_Work to complete_
Check every line of the data for the string "returned" and copy the ones that have it.

_Information supplied_
::::

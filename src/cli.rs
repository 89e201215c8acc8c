use std::path::PathBuf;

use clap::{Parser, ValueEnum};

use crate::driver::DriverConfig;

#[derive(ValueEnum, Debug, Clone, Copy, PartialEq, Eq)]
pub enum ModelKind {
    /// Fully connected network on non-overlapping 32x32 patches.
    #[value(name = "simple")]
    Simple,
    /// Convolutional network on non-overlapping 32x32 patches.
    #[cfg(feature = "torch")]
    #[value(name = "chuah_et_al")]
    ChuahEtAl,
}

impl ModelKind {
    pub fn name(self) -> &'static str {
        match self {
            ModelKind::Simple => "simple",
            #[cfg(feature = "torch")]
            ModelKind::ChuahEtAl => "chuah_et_al",
        }
    }

    /// Patch size and stride the model is trained on.
    pub fn geometry(self) -> (usize, usize) {
        match self {
            ModelKind::Simple => (32, 32),
            #[cfg(feature = "torch")]
            ModelKind::ChuahEtAl => (32, 32),
        }
    }
}

#[derive(Parser, Debug, Clone)]
#[command(name = "noise-estimation", about = "Noise estimation DNN training script")]
pub struct Args {
    /// Path to a log file.
    #[arg(long)]
    pub log: Option<PathBuf>,
    /// Validate model based on image separate from training or testing data.
    #[arg(long)]
    pub validate: bool,
    /// Directory holding the source images.
    #[arg(long, default_value = "../coco/2017/train/")]
    pub corpus: PathBuf,
    /// Directory holding the train.txt and test.txt manifests.
    #[arg(long, default_value = "dataset")]
    pub dataset_dir: PathBuf,
    /// Directory trained models are stored under, one subdirectory per model.
    #[arg(long, default_value = "trained_models")]
    pub models_dir: PathBuf,
    /// Image used by --validate (defaults to one outside both manifests).
    #[arg(long)]
    pub validation_image: Option<PathBuf>,
    /// Model configurations to try, in order.
    #[arg(long = "model", value_enum, default_values_t = [ModelKind::Simple])]
    pub models: Vec<ModelKind>,
    /// Seed for noise synthesis and training.
    #[arg(long)]
    pub seed: Option<u64>,
    /// Training epochs.
    #[arg(long, default_value_t = 30)]
    pub epochs: usize,
}

impl Args {
    pub fn driver_config(&self) -> DriverConfig {
        DriverConfig {
            validation_image: self
                .validation_image
                .clone()
                .unwrap_or_else(|| self.corpus.join("000000001955.jpg")),
            corpus_dir: self.corpus.clone(),
            dataset_dir: self.dataset_dir.clone(),
            models_dir: self.models_dir.clone(),
            validate: self.validate,
            seed: self.seed,
            epochs: self.epochs,
        }
    }
}
use std::{fs, path::Path};

use log::info;
use thiserror::Error;

use crate::{
    dataset::LabeledDataset,
    imaging::{self, Image},
    model::{Classifier, LoadOutcome, ModelError, ModelTrainer},
    noise::NoiseLevel,
};

#[derive(Debug, Error)]
pub enum EstimatorError {
    #[error("no model loaded, load or train one first")]
    NotLoaded,
    #[error("cannot evaluate on an empty dataset")]
    EmptyDataset,
    #[error("image of {height}x{width} is smaller than a {patch_size}x{patch_size} patch")]
    ImageTooSmall {
        height: usize,
        width: usize,
        patch_size: usize,
    },
    #[error("model returned {actual} predictions for {expected} patches")]
    PredictionCount { expected: usize, actual: usize },
    #[error("model returned {actual} confidences, one per noise level ({expected}) expected")]
    ConfidenceCount { expected: usize, actual: usize },
    #[error("failed to create model directory {path}: {source}")]
    CreateDir {
        path: String,
        #[source]
        source: std::io::Error,
    },
    #[error(transparent)]
    Model(#[from] ModelError),
}

/// Noise levels ordered from most to least confident.
#[derive(Debug, Clone, PartialEq)]
pub struct Prediction {
    pub ranked: Vec<(NoiseLevel, f32)>,
}

impl Prediction {
    /// Ranks one confidence per noise level. Ties keep the lower level first.
    pub fn from_confidences(confidences: &[f32]) -> Result<Self, EstimatorError> {
        check_levels(confidences)?;

        let mut ranked: Vec<(NoiseLevel, f32)> = NoiseLevel::all()
            .zip(confidences.iter().copied())
            .collect();
        ranked.sort_by(|(a_level, a), (b_level, b)| b.total_cmp(a).then(a_level.cmp(b_level)));

        Ok(Self { ranked })
    }

    pub fn best(&self) -> Option<NoiseLevel> {
        self.ranked.first().map(|(level, _)| *level)
    }

    pub fn classes(&self) -> impl Iterator<Item = NoiseLevel> + '_ {
        self.ranked.iter().map(|(level, _)| *level)
    }

    pub fn confidences(&self) -> impl Iterator<Item = f32> + '_ {
        self.ranked.iter().map(|(_, confidence)| *confidence)
    }
}

fn check_levels(confidences: &[f32]) -> Result<(), EstimatorError> {
    if confidences.len() != NoiseLevel::COUNT {
        return Err(EstimatorError::ConfidenceCount {
            expected: NoiseLevel::COUNT,
            actual: confidences.len(),
        });
    }
    Ok(())
}

/// Estimates the noise level of images by classifying patches cut with a
/// fixed geometry. Starts without a model; [`load`](Self::load) or
/// [`train`](Self::train) provides one.
pub struct NoiseEstimator<T: ModelTrainer> {
    patch_size: usize,
    patch_stride: usize,
    trainer: T,
    model: Option<T::Model>,
}

impl<T: ModelTrainer> NoiseEstimator<T> {
    pub fn new(patch_size: usize, patch_stride: usize, trainer: T) -> Self {
        Self {
            patch_size,
            patch_stride,
            trainer,
            model: None,
        }
    }

    pub fn patch_size(&self) -> usize {
        self.patch_size
    }

    pub fn patch_stride(&self) -> usize {
        self.patch_stride
    }

    pub fn is_loaded(&self) -> bool {
        self.model.is_some()
    }

    pub fn load(&mut self, path: impl AsRef<Path>) -> Result<LoadOutcome<()>, EstimatorError> {
        let path = path.as_ref();
        let outcome = self.trainer.load(path)?;

        Ok(match outcome {
            LoadOutcome::Found(model) => {
                info!("Loaded model from {}", path.display());
                self.model = Some(model);
                LoadOutcome::Found(())
            }
            LoadOutcome::NotFound => LoadOutcome::NotFound,
        })
    }

    pub fn train(&mut self, dataset: &LabeledDataset, save_path: impl AsRef<Path>) -> Result<(), EstimatorError> {
        let save_path = save_path.as_ref();
        let model = self.trainer.train(dataset)?;

        fs::create_dir_all(save_path).map_err(|source| EstimatorError::CreateDir {
            path: save_path.display().to_string(),
            source,
        })?;
        model.save(save_path)?;
        info!("Saved model to {}", save_path.display());

        self.model = Some(model);
        Ok(())
    }

    /// Fraction of patches whose most confident level matches the label.
    pub fn evaluate(&self, dataset: &LabeledDataset) -> Result<f64, EstimatorError> {
        let model = self.model.as_ref().ok_or(EstimatorError::NotLoaded)?;
        if dataset.is_empty() {
            return Err(EstimatorError::EmptyDataset);
        }

        let predictions = model.predict(dataset.patches())?;
        if predictions.len() != dataset.len() {
            return Err(EstimatorError::PredictionCount {
                expected: dataset.len(),
                actual: predictions.len(),
            });
        }

        let mut correct = 0;
        for (confidences, label) in predictions.iter().zip(dataset.labels()) {
            if Prediction::from_confidences(confidences)?.best() == Some(*label) {
                correct += 1;
            }
        }

        Ok(correct as f64 / dataset.len() as f64)
    }

    /// Classifies every patch of `image` and ranks the averaged confidences.
    pub fn predict(&self, image: &Image) -> Result<Prediction, EstimatorError> {
        let model = self.model.as_ref().ok_or(EstimatorError::NotLoaded)?;

        let patches = imaging::extract_patches(image.view(), self.patch_size, self.patch_stride);
        if patches.is_empty() {
            let (height, width, _) = image.dim();
            return Err(EstimatorError::ImageTooSmall {
                height,
                width,
                patch_size: self.patch_size,
            });
        }

        let predictions = model.predict(&patches)?;
        if predictions.len() != patches.len() {
            return Err(EstimatorError::PredictionCount {
                expected: patches.len(),
                actual: predictions.len(),
            });
        }

        let mut mean = vec![0f32; NoiseLevel::COUNT];
        for confidences in &predictions {
            check_levels(confidences)?;
            for (sum, c) in mean.iter_mut().zip(confidences) {
                *sum += c;
            }
        }
        mean.iter_mut().for_each(|sum| *sum /= predictions.len() as f32);

        Prediction::from_confidences(&mean)
    }
}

::::

_Answer for the task_
    #[error("model returned {actual} predictions for {expected} patches")]
    #[error("model returned {actual} confidences, one per noise level ({expected}) expected")]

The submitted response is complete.